本研究中,选取了较大口径的人工瓣膜,更好地促进了患者远期心功能的恢复,但是在手术中,一定要尽可能的保留住二尖瓣后瓣部分和部分的下瓣结构,并且在对瓣环和下瓣缝合的过程中要尽可能轻柔的进行各项操作,在防止左心室舒张过渡的同时,加强其心肌收缩的能力,进而将低心排血量综合征的发生率降到最低,这样还能够避免左心室受到机械应力的牵拉而出现破裂现象[6]。
在手术中,开放动脉后行灌注时,灌注压不宜过高,这样不但能够减轻左心室后负荷,还能有效避免肌小节拉长对心肌收缩力造成的影响[7]。如果患者在手术的过程中出现了心肌顿抑的现象,则应及时给患者应用多巴酚丁胺治疗,提高患者的心率,降低心脏后负荷、扩张肾动脉,最终减少术后肾衰竭事件的发生[8]。如果患者为中度以上的三尖瓣关闭不全,则需给其行环缩成形术,这样能够有效减轻胃肠道淤血的症状,促进患者术后肺功能的恢复,且给患者常规放置心外膜临时起搏器,减少术后心律失常事件的发生[9-10]。

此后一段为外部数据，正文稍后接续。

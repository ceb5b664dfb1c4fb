//! Secret wrapper for credentials and tokens

use std::fmt;

use serde::{Deserialize, Deserializer};
use zeroize::Zeroize;

/// Sensitive value, redacted in Debug/Display/logs and zeroed on drop
pub struct Secret<T: Zeroize>(T);

impl<T: Zeroize> Secret<T> {
    pub fn new(value: T) -> Self {
        Self(value)
    }

    /// Expose the inner value (use sparingly)
    pub fn expose(&self) -> &T {
        &self.0
    }
}

impl Secret<String> {
    /// Read a secret from a file, trimming surrounding whitespace.
    ///
    /// Returns `Ok(None)` when the file holds only whitespace.
    pub fn from_file(path: &std::path::Path) -> std::io::Result<Option<Self>> {
        let mut raw = std::fs::read_to_string(path)?;
        let trimmed = raw.trim().to_owned();
        raw.zeroize();
        if trimmed.is_empty() {
            return Ok(None);
        }
        Ok(Some(Self(trimmed)))
    }
}

impl From<String> for Secret<String> {
    fn from(value: String) -> Self {
        Self(value)
    }
}

impl<'de> Deserialize<'de> for Secret<String> {
    fn deserialize<D: Deserializer<'de>>(deserializer: D) -> Result<Self, D::Error> {
        String::deserialize(deserializer).map(Secret)
    }
}

impl<T: Zeroize> fmt::Debug for Secret<T> {
    fn fmt(&self, f: &mut fmt::Formatter<'_>) -> fmt::Result {
        write!(f, "[REDACTED]")
    }
}

impl<T: Zeroize> fmt::Display for Secret<T> {
    fn fmt(&self, f: &mut fmt::Formatter<'_>) -> fmt::Result {
        write!(f, "[REDACTED]")
    }
}

impl<T: Zeroize> Drop for Secret<T> {
    fn drop(&mut self) {
        self.0.zeroize();
    }
}

impl<T: Zeroize + Clone> Clone for Secret<T> {
    fn clone(&self) -> Self {
        Self(self.0.clone())
    }
}
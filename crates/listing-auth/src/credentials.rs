//! Cached access credential with proactive refresh
//!
//! The manager holds at most one credential for the lifetime of the process.
//! A refreshed credential is considered valid for half of its issued lifetime,
//! so it is replaced well before the server would reject it mid-request.
//!
//! The tokio Mutex is held across the exchange: concurrent callers that find
//! the cache stale wait for one refresh instead of racing their own.

use std::time::Duration;

use common::{RetryPolicy, Secret};
use tokio::sync::Mutex;
use tokio::time::Instant;
use tracing::{debug, error, warn};

use crate::constants::{CREDENTIAL_RETRIES, MAX_TOKEN_LIFETIME_SECS, TOKEN_ENDPOINT};
use crate::error::{Error, Result};
use crate::token::{AppIdentity, TokenResponse, exchange_password};

/// An access credential as returned by the token endpoint.
#[derive(Debug, Clone)]
pub struct Credential {
    pub token_type: String,
    pub access_token: Secret<String>,
    /// Instant after which the cached credential must not be handed out
    pub expires_at: Instant,
}

impl Credential {
    /// Build a credential from a token response received at `now`.
    ///
    /// Lifetimes above `MAX_TOKEN_LIFETIME_SECS` are capped.
    pub fn from_response(response: TokenResponse, now: Instant) -> Self {
        let lifetime = Duration::from_secs(response.expires_in.min(MAX_TOKEN_LIFETIME_SECS));
        Self {
            token_type: response.token_type,
            access_token: Secret::new(response.access_token),
            expires_at: now.checked_add(lifetime / 2).unwrap_or(now),
        }
    }

    pub fn is_valid_at(&self, now: Instant) -> bool {
        now <= self.expires_at
    }

    /// Value for the `Authorization` header: `"<token_type> <access_token>"`.
    pub fn authorization(&self) -> String {
        format!("{} {}", self.token_type, self.access_token.expose())
    }
}

/// Lazily obtains and caches the access credential.
pub struct CredentialManager {
    http: reqwest::Client,
    identity: AppIdentity,
    token_endpoint: String,
    retry: RetryPolicy,
    cached: Mutex<Option<Credential>>,
}

impl CredentialManager {
    pub fn new(http: reqwest::Client, identity: AppIdentity) -> Self {
        Self {
            http,
            identity,
            token_endpoint: TOKEN_ENDPOINT.to_string(),
            retry: RetryPolicy::immediate(CREDENTIAL_RETRIES),
            cached: Mutex::new(None),
        }
    }

    /// Point the exchange at a different token endpoint.
    pub fn with_token_endpoint(mut self, endpoint: impl Into<String>) -> Self {
        self.token_endpoint = endpoint.into();
        self
    }

    pub fn with_retry(mut self, retry: RetryPolicy) -> Self {
        self.retry = retry;
        self
    }

    pub fn identity(&self) -> &AppIdentity {
        &self.identity
    }

    /// Return the cached credential, exchanging for a new one when stale.
    ///
    /// Exchange failures are retried without delay up to the retry budget;
    /// exhausting it yields `RetriesExhausted` and leaves the cache untouched.
    pub async fn get_credential(&self) -> Result<Credential> {
        let mut cached = self.cached.lock().await;
        if let Some(credential) = cached.as_ref() {
            if credential.is_valid_at(Instant::now()) {
                return Ok(credential.clone());
            }
        }

        let mut attempts = 0;
        loop {
            let delay = self.retry.delay_before(attempts);
            if !delay.is_zero() {
                tokio::time::sleep(delay).await;
            }
            attempts += 1;

            match exchange_password(&self.http, &self.token_endpoint, &self.identity).await {
                Ok(response) => {
                    let credential = Credential::from_response(response, Instant::now());
                    debug!(
                        attempts,
                        valid_for_secs = credential
                            .expires_at
                            .saturating_duration_since(Instant::now())
                            .as_secs(),
                        "refreshed access credential"
                    );
                    *cached = Some(credential.clone());
                    return Ok(credential);
                }
                Err(e) if self.retry.should_retry(attempts) => {
                    warn!(attempt = attempts, error = %e, "credential exchange failed, retrying");
                }
                Err(e) => {
                    error!(attempts, error = %e, "credential exchange failed, giving up");
                    return Err(Error::RetriesExhausted {
                        attempts,
                        last_error: e.to_string(),
                    });
                }
            }
        }
    }
}

#[cfg(test)]
mod tests {
    use super::*;
    use crate::token::tests::test_identity;
    use wiremock::matchers::method;
    use wiremock::{Mock, MockServer, ResponseTemplate};

    fn token_body(access: &str, expires_in: u64) -> serde_json::Value {
        serde_json::json!({
            "token_type": "bearer",
            "access_token": access,
            "expires_in": expires_in
        })
    }

    fn manager(server: &MockServer) -> CredentialManager {
        CredentialManager::new(reqwest::Client::new(), test_identity())
            .with_token_endpoint(format!("{}/api/v1/access_token", server.uri()))
    }

    #[test]
    fn refreshed_credential_expires_at_half_lifetime() {
        let now = Instant::now();
        let credential = Credential::from_response(
            TokenResponse {
                token_type: "bearer".into(),
                access_token: "at".into(),
                expires_in: 3600,
            },
            now,
        );
        assert_eq!(credential.expires_at, now + Duration::from_secs(1800));
        assert!(credential.is_valid_at(now + Duration::from_secs(1800)));
        assert!(!credential.is_valid_at(now + Duration::from_secs(1801)));
    }

    #[test]
    fn huge_lifetime_is_capped() {
        let now = Instant::now();
        let credential = Credential::from_response(
            TokenResponse {
                token_type: "bearer".into(),
                access_token: "at".into(),
                expires_in: u64::MAX,
            },
            now,
        );
        assert_eq!(
            credential.expires_at,
            now + Duration::from_secs(MAX_TOKEN_LIFETIME_SECS / 2)
        );
    }

    #[test]
    fn authorization_joins_type_and_token() {
        let credential = Credential {
            token_type: "bearer".into(),
            access_token: Secret::new("at_xyz".into()),
            expires_at: Instant::now(),
        };
        assert_eq!(credential.authorization(), "bearer at_xyz");
    }

    #[tokio::test]
    async fn cached_credential_is_reused_within_validity() {
        let server = MockServer::start().await;
        Mock::given(method("POST"))
            .respond_with(ResponseTemplate::new(200).set_body_json(token_body("at_1", 3600)))
            .expect(1)
            .mount(&server)
            .await;

        let manager = manager(&server);
        let first = manager.get_credential().await.unwrap();
        let second = manager.get_credential().await.unwrap();
        let third = manager.get_credential().await.unwrap();

        assert_eq!(first.access_token.expose(), "at_1");
        assert_eq!(second.access_token.expose(), "at_1");
        assert_eq!(first.expires_at, third.expires_at);
    }

    #[tokio::test]
    async fn expired_credential_triggers_new_exchange() {
        let server = MockServer::start().await;
        Mock::given(method("POST"))
            .respond_with(ResponseTemplate::new(200).set_body_json(token_body("at_short", 0)))
            .up_to_n_times(1)
            .mount(&server)
            .await;
        Mock::given(method("POST"))
            .respond_with(ResponseTemplate::new(200).set_body_json(token_body("at_long", 3600)))
            .mount(&server)
            .await;

        let manager = manager(&server);
        let first = manager.get_credential().await.unwrap();
        assert_eq!(first.access_token.expose(), "at_short");

        tokio::time::sleep(Duration::from_millis(5)).await;
        let second = manager.get_credential().await.unwrap();
        assert_eq!(second.access_token.expose(), "at_long");
    }

    #[tokio::test]
    async fn transient_failures_are_retried() {
        let server = MockServer::start().await;
        Mock::given(method("POST"))
            .respond_with(ResponseTemplate::new(500))
            .up_to_n_times(2)
            .mount(&server)
            .await;
        Mock::given(method("POST"))
            .respond_with(ResponseTemplate::new(200).set_body_json(token_body("at_ok", 3600)))
            .mount(&server)
            .await;

        let credential = manager(&server).get_credential().await.unwrap();
        assert_eq!(credential.access_token.expose(), "at_ok");
    }

    #[tokio::test]
    async fn exhausted_retries_yield_error_after_six_attempts() {
        let server = MockServer::start().await;
        Mock::given(method("POST"))
            .respond_with(ResponseTemplate::new(503))
            .expect(6)
            .mount(&server)
            .await;

        let result = manager(&server).get_credential().await;
        match result {
            Err(Error::RetriesExhausted { attempts, .. }) => assert_eq!(attempts, 6),
            other => panic!("expected RetriesExhausted, got {other:?}"),
        }
    }
}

然后就是治疗人员要降低前后负荷,保证体外循环与肺循环的平衡,控制好患者的心率,这对降低患者早期死亡率是非常关键的[11]。由于二尖瓣狭窄合并小左心室患者手术前其左心储备功能比较低,二尖瓣置换术后早期患者的小左心室不能在短时间内代偿急剧增加的前负荷,所以,这也在一定程度上增加了低心排血量的发生率。因此,及时预防和治疗也是关键所在[12-13]。当患者心脏复跳后,及时给予其充分的辅助循环时间,如使用多巴胺等血管活性药物,或者延长药物使用的时间。术后还应密切监测患者血钾浓度的水平,并将其维持在4.5 ~5.5mmol/L,同时给其补充镁离子,预防恶性室性心率失常事件的发生[14-15]。
本研究结果显示,小左心室组术后并发症的发生率(53.33%)、近期死亡率(16.67%)等均高于非小左心室组术后并发症的发生率(17.31%)、近期死亡率(1.92%),差异有统计学意义(P <0.05)。提示,小左心室的出现不但会增加二尖瓣狭窄患者术后并发症的发生率,还会增加患者的死亡率[16]。
综上所述,临床上治疗二尖瓣狭窄患者时,对其行二尖瓣置换术治疗,在手术围术期及时采取积极有效的处理措施,能够有效降低二尖瓣狭窄合并小左心室患者术后早期并发症的发生率,还能降低近期病死率。